### [Data for review]
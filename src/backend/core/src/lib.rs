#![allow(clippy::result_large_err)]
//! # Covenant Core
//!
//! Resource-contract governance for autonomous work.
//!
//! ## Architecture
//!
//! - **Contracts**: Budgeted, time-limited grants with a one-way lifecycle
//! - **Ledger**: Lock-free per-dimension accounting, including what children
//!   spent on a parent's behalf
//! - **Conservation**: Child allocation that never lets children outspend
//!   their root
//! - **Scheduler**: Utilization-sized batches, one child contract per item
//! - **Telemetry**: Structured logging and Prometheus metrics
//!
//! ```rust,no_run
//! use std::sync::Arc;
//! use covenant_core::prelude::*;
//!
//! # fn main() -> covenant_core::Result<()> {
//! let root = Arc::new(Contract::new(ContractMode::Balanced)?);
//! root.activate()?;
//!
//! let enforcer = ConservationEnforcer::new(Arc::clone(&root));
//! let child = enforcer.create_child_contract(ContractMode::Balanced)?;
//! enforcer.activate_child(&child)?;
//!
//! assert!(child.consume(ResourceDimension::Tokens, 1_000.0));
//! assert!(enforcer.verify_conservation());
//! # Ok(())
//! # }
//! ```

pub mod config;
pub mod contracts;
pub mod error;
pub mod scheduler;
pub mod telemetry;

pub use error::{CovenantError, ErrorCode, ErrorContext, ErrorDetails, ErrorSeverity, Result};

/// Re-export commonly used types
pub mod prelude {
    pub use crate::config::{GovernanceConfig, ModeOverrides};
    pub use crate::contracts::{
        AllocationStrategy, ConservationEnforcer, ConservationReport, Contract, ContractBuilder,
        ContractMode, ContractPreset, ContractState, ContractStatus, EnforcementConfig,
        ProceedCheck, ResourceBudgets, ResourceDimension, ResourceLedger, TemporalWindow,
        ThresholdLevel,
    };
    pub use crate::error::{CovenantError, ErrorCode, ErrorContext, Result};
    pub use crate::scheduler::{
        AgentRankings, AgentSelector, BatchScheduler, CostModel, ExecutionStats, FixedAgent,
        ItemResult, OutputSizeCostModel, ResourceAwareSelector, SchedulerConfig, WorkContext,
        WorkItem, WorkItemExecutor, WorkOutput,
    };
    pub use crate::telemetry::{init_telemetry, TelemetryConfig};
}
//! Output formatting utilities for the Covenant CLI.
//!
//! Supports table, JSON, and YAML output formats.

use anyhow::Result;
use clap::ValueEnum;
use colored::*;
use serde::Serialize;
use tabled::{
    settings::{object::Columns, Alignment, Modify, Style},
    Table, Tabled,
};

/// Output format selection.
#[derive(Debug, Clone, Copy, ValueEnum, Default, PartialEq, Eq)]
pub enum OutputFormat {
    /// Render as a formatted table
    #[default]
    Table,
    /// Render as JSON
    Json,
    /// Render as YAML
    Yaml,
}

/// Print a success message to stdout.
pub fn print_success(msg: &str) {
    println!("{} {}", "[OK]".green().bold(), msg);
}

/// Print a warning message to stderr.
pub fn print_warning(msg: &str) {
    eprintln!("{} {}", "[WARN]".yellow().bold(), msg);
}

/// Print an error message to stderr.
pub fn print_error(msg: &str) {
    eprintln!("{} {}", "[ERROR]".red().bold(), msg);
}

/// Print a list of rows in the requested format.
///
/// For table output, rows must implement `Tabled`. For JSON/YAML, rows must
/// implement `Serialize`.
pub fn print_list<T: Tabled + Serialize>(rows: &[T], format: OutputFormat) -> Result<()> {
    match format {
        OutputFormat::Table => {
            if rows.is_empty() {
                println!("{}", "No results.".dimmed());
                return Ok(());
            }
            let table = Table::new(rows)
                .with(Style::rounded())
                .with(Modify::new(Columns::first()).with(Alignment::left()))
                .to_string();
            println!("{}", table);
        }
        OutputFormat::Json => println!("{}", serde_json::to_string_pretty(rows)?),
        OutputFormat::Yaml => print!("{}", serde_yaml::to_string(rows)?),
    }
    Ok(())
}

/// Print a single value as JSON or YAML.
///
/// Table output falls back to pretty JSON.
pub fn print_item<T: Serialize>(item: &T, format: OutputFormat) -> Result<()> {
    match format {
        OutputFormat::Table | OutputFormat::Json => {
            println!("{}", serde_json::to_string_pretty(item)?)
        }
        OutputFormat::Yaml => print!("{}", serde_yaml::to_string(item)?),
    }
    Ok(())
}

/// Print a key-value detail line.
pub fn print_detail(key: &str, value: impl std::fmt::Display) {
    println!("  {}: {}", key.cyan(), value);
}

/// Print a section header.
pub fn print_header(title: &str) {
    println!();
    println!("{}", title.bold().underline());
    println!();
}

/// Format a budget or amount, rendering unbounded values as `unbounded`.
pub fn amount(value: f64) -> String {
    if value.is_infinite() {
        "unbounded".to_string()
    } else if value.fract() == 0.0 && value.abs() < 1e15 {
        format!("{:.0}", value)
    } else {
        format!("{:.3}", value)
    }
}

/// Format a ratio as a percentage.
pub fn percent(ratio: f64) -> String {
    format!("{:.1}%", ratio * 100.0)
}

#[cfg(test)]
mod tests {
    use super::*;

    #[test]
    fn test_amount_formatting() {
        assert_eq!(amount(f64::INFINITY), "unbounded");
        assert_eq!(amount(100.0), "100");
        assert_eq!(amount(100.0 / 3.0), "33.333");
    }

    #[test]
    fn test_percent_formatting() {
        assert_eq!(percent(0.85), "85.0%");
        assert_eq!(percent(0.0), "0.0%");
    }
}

* * *

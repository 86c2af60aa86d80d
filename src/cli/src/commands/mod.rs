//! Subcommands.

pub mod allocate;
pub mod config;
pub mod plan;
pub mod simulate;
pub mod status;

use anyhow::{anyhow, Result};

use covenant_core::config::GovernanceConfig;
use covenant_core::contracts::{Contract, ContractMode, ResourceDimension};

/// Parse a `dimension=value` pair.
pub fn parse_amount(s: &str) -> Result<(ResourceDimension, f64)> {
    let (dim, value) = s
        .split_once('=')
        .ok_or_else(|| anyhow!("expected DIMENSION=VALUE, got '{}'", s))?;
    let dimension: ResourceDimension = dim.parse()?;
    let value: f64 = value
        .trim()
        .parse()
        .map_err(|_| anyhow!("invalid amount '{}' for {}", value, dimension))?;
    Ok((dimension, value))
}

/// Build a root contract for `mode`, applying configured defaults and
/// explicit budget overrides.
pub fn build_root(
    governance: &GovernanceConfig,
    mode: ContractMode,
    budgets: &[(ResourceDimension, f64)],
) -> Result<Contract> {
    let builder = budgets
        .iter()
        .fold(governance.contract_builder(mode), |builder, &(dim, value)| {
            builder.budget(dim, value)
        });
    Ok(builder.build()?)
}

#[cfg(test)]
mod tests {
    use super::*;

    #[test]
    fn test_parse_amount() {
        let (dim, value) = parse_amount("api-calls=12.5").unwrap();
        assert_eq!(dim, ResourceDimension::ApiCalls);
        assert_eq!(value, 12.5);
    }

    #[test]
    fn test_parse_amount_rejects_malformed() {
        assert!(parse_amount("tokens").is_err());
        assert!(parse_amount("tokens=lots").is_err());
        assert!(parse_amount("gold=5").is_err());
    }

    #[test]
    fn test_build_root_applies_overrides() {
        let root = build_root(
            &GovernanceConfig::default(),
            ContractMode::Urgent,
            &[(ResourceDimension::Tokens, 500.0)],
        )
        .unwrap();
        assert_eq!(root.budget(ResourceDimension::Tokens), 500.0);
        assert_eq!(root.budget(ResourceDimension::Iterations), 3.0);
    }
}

---

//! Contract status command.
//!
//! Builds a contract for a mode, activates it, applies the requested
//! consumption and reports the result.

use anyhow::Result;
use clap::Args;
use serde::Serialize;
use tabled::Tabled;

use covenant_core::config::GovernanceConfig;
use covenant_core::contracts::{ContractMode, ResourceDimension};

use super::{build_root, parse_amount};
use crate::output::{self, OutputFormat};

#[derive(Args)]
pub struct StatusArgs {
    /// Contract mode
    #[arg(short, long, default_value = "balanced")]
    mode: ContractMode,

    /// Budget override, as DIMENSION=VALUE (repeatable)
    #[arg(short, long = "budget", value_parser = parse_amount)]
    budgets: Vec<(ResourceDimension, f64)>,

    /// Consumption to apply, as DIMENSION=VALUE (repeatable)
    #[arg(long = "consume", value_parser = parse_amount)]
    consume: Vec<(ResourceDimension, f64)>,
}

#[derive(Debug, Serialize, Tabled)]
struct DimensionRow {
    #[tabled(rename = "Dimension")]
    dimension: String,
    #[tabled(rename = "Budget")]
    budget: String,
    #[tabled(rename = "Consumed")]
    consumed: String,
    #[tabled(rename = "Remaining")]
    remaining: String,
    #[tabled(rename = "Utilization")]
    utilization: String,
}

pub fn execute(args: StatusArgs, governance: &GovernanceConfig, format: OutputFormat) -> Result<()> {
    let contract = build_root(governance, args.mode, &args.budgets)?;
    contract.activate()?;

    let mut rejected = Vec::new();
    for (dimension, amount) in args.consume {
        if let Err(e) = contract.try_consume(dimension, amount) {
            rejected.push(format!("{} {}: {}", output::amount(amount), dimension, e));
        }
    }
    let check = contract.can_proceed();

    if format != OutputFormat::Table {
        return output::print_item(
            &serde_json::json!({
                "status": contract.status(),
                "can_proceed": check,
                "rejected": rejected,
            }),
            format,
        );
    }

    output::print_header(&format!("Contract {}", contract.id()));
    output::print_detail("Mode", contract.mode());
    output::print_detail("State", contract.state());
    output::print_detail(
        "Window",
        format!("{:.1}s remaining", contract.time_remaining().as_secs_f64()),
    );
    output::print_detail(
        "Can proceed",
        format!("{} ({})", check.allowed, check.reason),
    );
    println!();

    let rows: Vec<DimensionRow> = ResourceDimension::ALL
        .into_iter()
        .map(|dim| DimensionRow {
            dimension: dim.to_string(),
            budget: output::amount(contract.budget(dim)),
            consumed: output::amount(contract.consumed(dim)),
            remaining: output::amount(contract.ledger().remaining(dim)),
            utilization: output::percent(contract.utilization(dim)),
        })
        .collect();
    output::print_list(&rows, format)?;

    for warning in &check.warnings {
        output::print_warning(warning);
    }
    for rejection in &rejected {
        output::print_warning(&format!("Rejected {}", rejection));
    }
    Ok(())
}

### [What is needed]
Show every line of the entries above where the word "derive" occurs.

### [Solution for this exercise]
#[derive(Debug, Clone, Copy, ValueEnum, Default, PartialEq, Eq)]
#[derive(Args)]
#[derive(Debug, Serialize, Tabled)]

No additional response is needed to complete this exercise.